Data to examine:
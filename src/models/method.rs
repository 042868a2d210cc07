//! Detector identities and their per-week output

use std::fmt;
use std::str::FromStr;

use serde::{Deserialize, Serialize};
use smallvec::SmallVec;

use crate::error::SurveillanceError;
use crate::models::week::WeekKey;

/// Surveillance method
#[derive(Debug, Clone, Copy, PartialEq, Eq, PartialOrd, Ord, Hash, Serialize, Deserialize)]
#[serde(rename_all = "lowercase")]
pub enum Method {
    /// Exponentially weighted moving average chart
    Ewma,
    /// Cumulative sum chart
    Cusum,
    /// Farrington-style historical baseline comparison
    Farrington,
}

impl Method {
    /// All methods in canonical order
    pub const ALL: [Self; 3] = [Self::Ewma, Self::Cusum, Self::Farrington];

    /// Lowercase method name
    #[must_use]
    pub const fn name(self) -> &'static str {
        match self {
            Self::Ewma => "ewma",
            Self::Cusum => "cusum",
            Self::Farrington => "farrington",
        }
    }
}

impl fmt::Display for Method {
    fn fmt(&self, f: &mut fmt::Formatter<'_>) -> fmt::Result {
        f.write_str(self.name())
    }
}

impl FromStr for Method {
    type Err = SurveillanceError;

    fn from_str(s: &str) -> Result<Self, Self::Err> {
        match s.trim().to_ascii_lowercase().as_str() {
            "ewma" => Ok(Self::Ewma),
            "cusum" => Ok(Self::Cusum),
            "farrington" => Ok(Self::Farrington),
            other => Err(SurveillanceError::UnknownMethod(other.to_string())),
        }
    }
}

/// A de-duplicated set of requested methods in canonical order
#[derive(Debug, Clone, PartialEq, Eq, Serialize, Deserialize)]
pub struct MethodSelection(SmallVec<[Method; 3]>);

impl MethodSelection {
    /// Every method
    #[must_use]
    pub fn all() -> Self {
        Self(SmallVec::from_buf(Method::ALL))
    }

    /// Selection from any list of methods; duplicates collapse
    pub fn from_methods(methods: impl IntoIterator<Item = Method>) -> Self {
        let mut selected: SmallVec<[Method; 3]> = methods.into_iter().collect();
        selected.sort_unstable();
        selected.dedup();
        Self(selected)
    }

    /// Parse a comma separated list such as `ewma,cusum`. An empty list selects every method.
    pub fn parse(list: &str) -> Result<Self, SurveillanceError> {
        let methods = list
            .split(',')
            .map(str::trim)
            .filter(|name| !name.is_empty())
            .map(str::parse)
            .collect::<Result<Vec<Method>, _>>()?;

        if methods.is_empty() {
            Ok(Self::all())
        } else {
            Ok(Self::from_methods(methods))
        }
    }

    /// Whether `method` was requested
    #[must_use]
    pub fn contains(&self, method: Method) -> bool {
        self.0.contains(&method)
    }

    /// Requested methods in canonical order
    #[must_use]
    pub fn methods(&self) -> &[Method] {
        &self.0
    }

    /// Number of requested methods
    #[must_use]
    pub fn len(&self) -> usize {
        self.0.len()
    }

    /// Whether nothing was requested
    #[must_use]
    pub fn is_empty(&self) -> bool {
        self.0.is_empty()
    }
}

impl Default for MethodSelection {
    fn default() -> Self {
        Self::all()
    }
}

/// Whether a detector could evaluate the latest week
#[derive(Debug, Clone, Copy, PartialEq, Eq, Serialize, Deserialize)]
#[serde(rename_all = "camelCase")]
pub enum MethodStatus {
    /// The latest point has a control limit
    Evaluated,
    /// The series is empty or too short for a baseline
    InsufficientData,
    /// Fewer usable historical weeks than the method's baseline requires
    InsufficientHistory,
}

impl MethodStatus {
    /// Whether the method produced a usable latest point
    #[must_use]
    pub const fn is_evaluated(self) -> bool {
        matches!(self, Self::Evaluated)
    }
}

/// One week of detector output
#[derive(Debug, Clone, PartialEq, Serialize, Deserialize)]
#[serde(rename_all = "camelCase")]
pub struct MethodPoint {
    /// ISO week
    pub week: WeekKey,
    /// Detector statistic (EWMA value, CUSUM sum, observed rate)
    pub statistic: f64,
    /// Upper control limit, `None` when no baseline was available
    pub control_limit: Option<f64>,
    /// Whether the statistic exceeded the control limit
    pub alert: bool,
    /// Observations contributing to the week
    pub n: u32,
}

impl MethodPoint {
    /// Point without a control limit
    #[must_use]
    pub const fn unevaluated(week: WeekKey, statistic: f64, n: u32) -> Self {
        Self {
            week,
            statistic,
            control_limit: None,
            alert: false,
            n,
        }
    }

    /// Point compared against a control limit
    #[must_use]
    pub fn evaluated(week: WeekKey, statistic: f64, control_limit: f64, n: u32) -> Self {
        Self {
            week,
            statistic,
            control_limit: Some(control_limit),
            alert: statistic > control_limit,
            n,
        }
    }
}

/// Full output of one detector over one series
#[derive(Debug, Clone, PartialEq, Serialize, Deserialize)]
#[serde(rename_all = "camelCase")]
pub struct MethodResult {
    /// Detector that produced the points
    pub method: Method,
    /// Outcome for the most recent week
    pub status: MethodStatus,
    /// One point per week of the input series, oldest first
    pub points: Vec<MethodPoint>,
}

impl MethodResult {
    /// Result whose status is derived from its latest point
    #[must_use]
    pub fn from_points(method: Method, points: Vec<MethodPoint>, short_status: MethodStatus) -> Self {
        let status = match points.last() {
            Some(point) if point.control_limit.is_some() => MethodStatus::Evaluated,
            Some(_) => short_status,
            None => MethodStatus::InsufficientData,
        };
        Self {
            method,
            status,
            points,
        }
    }

    /// Most recent point
    #[must_use]
    pub fn latest(&self) -> Option<&MethodPoint> {
        self.points.last()
    }

    /// Number of weeks flagged anywhere in the series
    #[must_use]
    pub fn alert_weeks(&self) -> usize {
        self.points.iter().filter(|p| p.alert).count()
    }
}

What is needed: The word to look for is "statistic"; copy out every line of the entries that holds it.

Answer to this problem:
    /// Detector statistic (EWMA value, CUSUM sum, observed rate)
    pub statistic: f64,
    /// Whether the statistic exceeded the control limit
    pub const fn unevaluated(week: WeekKey, statistic: f64, n: u32) -> Self {
            statistic,
    pub fn evaluated(week: WeekKey, statistic: f64, control_limit: f64, n: u32) -> Self {
            statistic,
            alert: statistic > control_limit,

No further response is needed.